Başlangıçta bu kimyasal bileşik gıda endüstrisinde değil ilaç endüstrisinde kullanıldı. Bir Amerikan laboratuvarı, antibiyotiklerin acı tadını maskelemek için yapay sakarin kullanmaya karar verdi.

Ancak 1958 yılında siklamat maddesinin olası zararları çürütüldükten sonra gıdaları tatlandırmak amacıyla kullanılmaya başlandı.

Rusya'da sakarin, canlı hücreler üzerindeki belirsiz etkisi nedeniyle 2010 yılında izin verilen katkı maddeleri listesinden çıkarıldı.

Siklamat nerede kullanılır?

Başlangıçta madde farmasötiklerde kullanıldı; bu sakarin, eczaneden şeker hastaları için tatlandırıcı tabletler şeklinde satın alınabiliyordu.

Katkı maddesinin ana avantajı yüksek sıcaklıklarda bile stabilitesidir, bu nedenle şekerleme ürünlerine, unlu mamullere ve gazlı içeceklere kolaylıkla dahil edilebilir.

Bu etikete sahip sakarin, düşük alkollü içeceklerde, hazır tatlılarda ve dondurmalarda, kalori içeriği azaltılmış yarı mamul sebze ve meyve ürünlerinde bulunabilir.

Marmelat, sakız, şekerler, marshmallow, marshmallow - tüm bu tatlılar da tatlandırıcı ilavesiyle üretilir.

Önemli: Olası zarara rağmen, madde kozmetik üretiminde de kullanılıyor - rujlara ve dudak parlatıcılarına sakarin E952 eklenir. Vitamin kapsülleri ve öksürük pastillerinde bulunur.

Sakarin neden nispeten güvenli kabul ediliyor?

Bu takviyenin zararı tam olarak doğrulanmadı - tıpkı inkar edilemez faydalarına dair doğrudan bir kanıt olmadığı gibi. Madde insan vücudu tarafından emilmediğinden ve idrarla atıldığından, toplam vücut ağırlığının kilogramı başına 10 mg'ı aşmayan günlük bir dozda koşullu olarak güvenli olarak kabul edilir.


Modern gıda ürünlerinde gıda katkı maddelerinin varlığı yaygın bir durumdur ve şaşırtıcı değildir. Tatlandırıcılar gazlı içeceklerde, şekerlemelerde, sakızlarda, soslarda, süt ürünlerinde, unlu mamullerde ve daha fazlasında bulunur.
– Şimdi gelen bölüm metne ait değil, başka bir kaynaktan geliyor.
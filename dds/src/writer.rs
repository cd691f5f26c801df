use std::{fs::OpenOptions, io::Write, path::Path};

use byte_writer::ByteWriter;

use crate::{
    DDS_FILE_HEADER_LENGTH, DDS_HEADER_SIZE, DDS_MAGIC, DDS_PIXEL_FORMAT_SIZE, DdsCaps,
    DdsHeader, DdsImage, DdsPixelFormat, FourCC, error::DdsError,
};

/// Header bytes to put in front of a block compressed payload of `payload_length` bytes.
///
/// The payload itself is not copied, the caller appends it.
pub fn build_wrapper(
    width: u32,
    height: u32,
    payload_length: u32,
    four_cc: FourCC,
) -> Result<Vec<u8>, DdsError> {
    DdsHeader::compressed(width, height, payload_length, four_cc).write_to_bytes()
}

impl DdsHeader {
    /// Magic and header, always [`DDS_FILE_HEADER_LENGTH`] bytes.
    pub fn write_to_bytes(&self) -> Result<Vec<u8>, DdsError> {
        let mut writer = ByteWriter::with_capacity(DDS_FILE_HEADER_LENGTH);

        self.write_to_writer(&mut writer)?;

        Ok(writer.data)
    }

    fn write_to_writer(&self, writer: &mut ByteWriter) -> Result<(), DdsError> {
        let Some(pixel_format) = &self.pixel_format else {
            return Err(DdsError::MissingSubstructure {
                substructure: "pixel format",
            });
        };

        let Some(caps) = &self.caps else {
            return Err(DdsError::MissingSubstructure {
                substructure: "caps",
            });
        };

        writer.append_u8_slice(DDS_MAGIC);
        writer.append_u32(DDS_HEADER_SIZE);
        writer.append_u32(self.flags.bits());
        writer.append_u32(self.height);
        writer.append_u32(self.width);
        writer.append_u32(self.pitch_or_linear_size);
        writer.append_u32(self.depth);
        writer.append_u32(self.mip_map_count);
        writer.append_u32_slice(&self.reserved1);

        let DdsPixelFormat {
            flags,
            four_cc,
            rgb_bit_count,
            r_bit_mask,
            g_bit_mask,
            b_bit_mask,
            a_bit_mask,
        } = pixel_format;

        writer.append_u32(DDS_PIXEL_FORMAT_SIZE);
        writer.append_u32(flags.bits());
        writer.append_u32(*four_cc);
        writer.append_u32(*rgb_bit_count);
        writer.append_u32(*r_bit_mask);
        writer.append_u32(*g_bit_mask);
        writer.append_u32(*b_bit_mask);
        writer.append_u32(*a_bit_mask);

        let DdsCaps {
            caps1,
            caps2,
            caps3,
            caps4,
        } = caps;

        writer.append_u32(caps1.bits());
        writer.append_u32(*caps2);
        writer.append_u32(*caps3);
        writer.append_u32(*caps4);

        writer.append_u32(self.reserved2);

        Ok(())
    }
}

impl DdsImage {
    pub fn new(header: DdsHeader, data: impl Into<Vec<u8>>) -> Self {
        Self {
            header,
            data: data.into(),
        }
    }

    pub fn write_to_bytes(&self) -> Result<Vec<u8>, DdsError> {
        let mut writer = ByteWriter::with_capacity(DDS_FILE_HEADER_LENGTH + self.data.len());

        self.header.write_to_writer(&mut writer)?;
        writer.append_u8_slice(&self.data);

        Ok(writer.data)
    }

    /// Dumps the wrapped tile so it can be opened in an image viewer.
    pub fn write_to_file(&self, path: impl AsRef<Path>) -> Result<(), DdsError> {
        let bytes = self.write_to_bytes()?;

        let mut file = OpenOptions::new()
            .create(true)
            .write(true)
            .truncate(true)
            .open(path)?;

        file.write_all(&bytes)?;
        file.flush()?;

        Ok(())
    }
}
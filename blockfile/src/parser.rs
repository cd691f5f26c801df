use std::{ffi::OsStr, path::Path};

use common::{IResult, byte_field, fixed_bytes};
use nom::{Parser, combinator::map, multi::count, number::complete::le_u32};
use uuid::Uuid;

use crate::{
    AssetPath, Blockfile, BlockfileHeader, BlockfileSegment, GUID_LENGTH, error::BlockfileError,
};

impl Blockfile {
    pub fn open_from_bytes(bytes: &[u8]) -> Result<Blockfile, BlockfileError> {
        parse_blockfile(bytes)
    }

    pub fn open_from_file(path: impl AsRef<OsStr> + AsRef<Path>) -> Result<Blockfile, BlockfileError> {
        let bytes = std::fs::read(path)?;

        Self::open_from_bytes(&bytes)
    }
}

fn parse_header(i: &[u8]) -> IResult<'_, BlockfileHeader> {
    map(
        (le_u32, le_u32, le_u32, le_u32),
        |(version, segment_count, path_length, magic)| BlockfileHeader {
            version,
            segment_count,
            path_length,
            magic,
        },
    )
    .parse(i)
}

fn parse_segment(i: &[u8], path_length: usize) -> IResult<'_, BlockfileSegment> {
    map(
        (
            fixed_bytes::<GUID_LENGTH>,
            byte_field(path_length),
            le_u32,
            le_u32,
            le_u32,
        ),
        |(guid, path, offset, length, magic)| BlockfileSegment {
            asset_id: Uuid::from_bytes_le(guid),
            path: AssetPath::from_bytes(path),
            offset,
            length,
            magic,
        },
    )
    .parse(i)
}

fn parse_blockfile(i: &[u8]) -> Result<Blockfile, BlockfileError> {
    let (i, header) =
        parse_header(i).map_err(|_| BlockfileError::TruncatedInput { section: "header" })?;

    let segment_count = header.segment_count as usize;

    // fail before allocating anything for a table that cannot fit
    let table_length = header
        .segment_record_length()
        .and_then(|record_length| segment_count.checked_mul(record_length));

    if !matches!(table_length, Some(length) if length <= i.len()) {
        return Err(BlockfileError::TruncatedInput {
            section: "segment table",
        });
    }

    let path_length = header.path_length as usize;

    let (data, segments) = count(|i| parse_segment(i, path_length), segment_count)
        .parse(i)
        .map_err(|_| BlockfileError::TruncatedInput {
            section: "segment table",
        })?;

    log::debug!(
        "parsed blockfile v{} with {} segments and {} data bytes",
        header.version,
        segments.len(),
        data.len()
    );

    Ok(Blockfile {
        header,
        segments,
        data: data.to_vec(),
    })
}
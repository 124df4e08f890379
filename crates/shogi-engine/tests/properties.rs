//! Property tests over random legal playouts from the starting position.

use proptest::prelude::*;
use shogi_core::{Move, PieceType};
use shogi_engine::{apply_move, is_in_check, legal_moves, Position};

/// Plays the moves picked by `choices` (each reduced modulo the number of
/// legal moves) and returns every position reached, starting position
/// included. Stops early if the side to move has no legal moves.
fn playout(choices: &[usize]) -> Vec<Position> {
    let mut positions = vec![Position::startpos()];
    for &choice in choices {
        let current = positions.last().expect("playout starts non-empty");
        let moves = legal_moves(current);
        if moves.is_empty() {
            break;
        }
        let next = apply_move(current, moves[choice % moves.len()]);
        positions.push(next);
    }
    positions
}

proptest! {
    #![proptest_config(ProptestConfig::with_cases(24))]

    #[test]
    fn legal_moves_never_leave_own_king_attacked(
        choices in prop::collection::vec(any::<usize>(), 0..40)
    ) {
        for pos in playout(&choices) {
            let us = pos.turn;
            for m in &legal_moves(&pos) {
                let next = apply_move(&pos, *m);
                prop_assert!(!is_in_check(&next.board, us), "{} leaves {} in check", m, us);
                prop_assert_eq!(next.turn, us.opponent());
            }
        }
    }

    #[test]
    fn pawn_drops_respect_nifu(
        choices in prop::collection::vec(any::<usize>(), 0..60)
    ) {
        for pos in playout(&choices) {
            let us = pos.turn;
            for m in &legal_moves(&pos) {
                if let Move::Drop { piece: PieceType::Pawn, to } = *m {
                    prop_assert!(!pos.board.has_unpromoted_pawn_on_col(us, to.col()));
                    prop_assert_ne!(to.row(), us.last_row());
                }
            }
        }
    }

    #[test]
    fn stuck_pieces_always_promote(
        choices in prop::collection::vec(any::<usize>(), 0..60)
    ) {
        for pos in playout(&choices) {
            let us = pos.turn;
            for m in &legal_moves(&pos) {
                match *m {
                    Move::Board { from, to, promote } => {
                        let piece = pos.piece_at(from).expect("board move starts on a piece");
                        if !piece.promoted && piece.kind.must_promote(us, to.row()) {
                            prop_assert!(promote, "{} must promote", m);
                        }
                        if promote {
                            prop_assert!(!piece.promoted && piece.kind.can_promote());
                            prop_assert!(
                                us.in_promotion_zone(from.row()) || us.in_promotion_zone(to.row())
                            );
                        }
                    }
                    Move::Drop { piece, to } => {
                        prop_assert!(!piece.must_promote(us, to.row()), "{} strands the piece", m);
                    }
                }
            }
        }
    }

    #[test]
    fn pieces_are_conserved(
        choices in prop::collection::vec(any::<usize>(), 0..80)
    ) {
        for pos in playout(&choices) {
            prop_assert_eq!(pos.piece_count(), 40);
            for side in shogi_core::Side::ALL {
                prop_assert!(pos.king_square(side).is_some());
            }
        }
    }

    #[test]
    fn apply_move_leaves_input_untouched(
        choices in prop::collection::vec(any::<usize>(), 1..30)
    ) {
        let positions = playout(&choices);
        let last = positions.last().expect("playout starts non-empty");
        let snapshot = last.clone();
        for m in &legal_moves(last) {
            let _ = apply_move(last, *m);
        }
        prop_assert_eq!(last, &snapshot);
    }
}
Birçok kişi tarafından E952 olarak bilinen bir katkı maddesi olan sodyum siklamat, uzun bir süre boyunca tüm şeker ikameleri arasında lider konumdaydı. Ancak bugün bu maddenin zararı bilimsel olarak kanıtlanmış ve çok sayıda klinik çalışmayla doğrulanmış olduğundan durum değişti.

Sodyum siklamat sentetik kökenli bir şeker ikamesidir. Pancar “kardeşi”nden 30 kat, hatta diğer yapay maddelerle birleştirildiğinde elli kat daha tatlıdır.

Bileşen kalori içermez, bu nedenle kişinin kanındaki glikoz seviyesini etkilemez ve fazla kiloya yol açmaz. Madde sıvılarda iyi çözünür ve kokusu yoktur. Bir gıda katkı maddesinin yararlarına ve zararlarına, insan sağlığı üzerindeki etkisine ve hangi güvenli analoglara sahip olduğuna bakalım.

Sodyum siklamat yaratılış tarihi

Katkı maddesi E952, normal toz şekerden on kat daha tatlı olduğundan gıda endüstrisinde yaygın olarak kullanılmaktadır. Kimyasal açıdan sodyum siklamat, siklamik asit ve bunun kalsiyum, potasyum ve sodyum tuzlarıdır.

Madde 1937'de keşfedildi. Illinois'deki bir üniversitenin laboratuvarında çalışan bir yüksek lisans öğrencisi ateş düşürücü bir ilaç geliştiriyordu. Yanlışlıkla bir sigarayı solüsyona batırdım ve tekrar ağzıma koyduğumda tatlı bir tat hissettim.

Başlangıçta, bu bileşeni ilaçlardaki, özellikle de antibiyotiklerdeki acıyı gizlemek için kullanmak istediler. Ancak 1958'de Amerika Birleşik Devletleri'nde E952, sağlık açısından tamamen güvenli bir katkı maddesi olarak kabul edildi. Toz şekere alternatif olarak şeker hastalarına yönelik tablet şeklinde satışa sunuldu.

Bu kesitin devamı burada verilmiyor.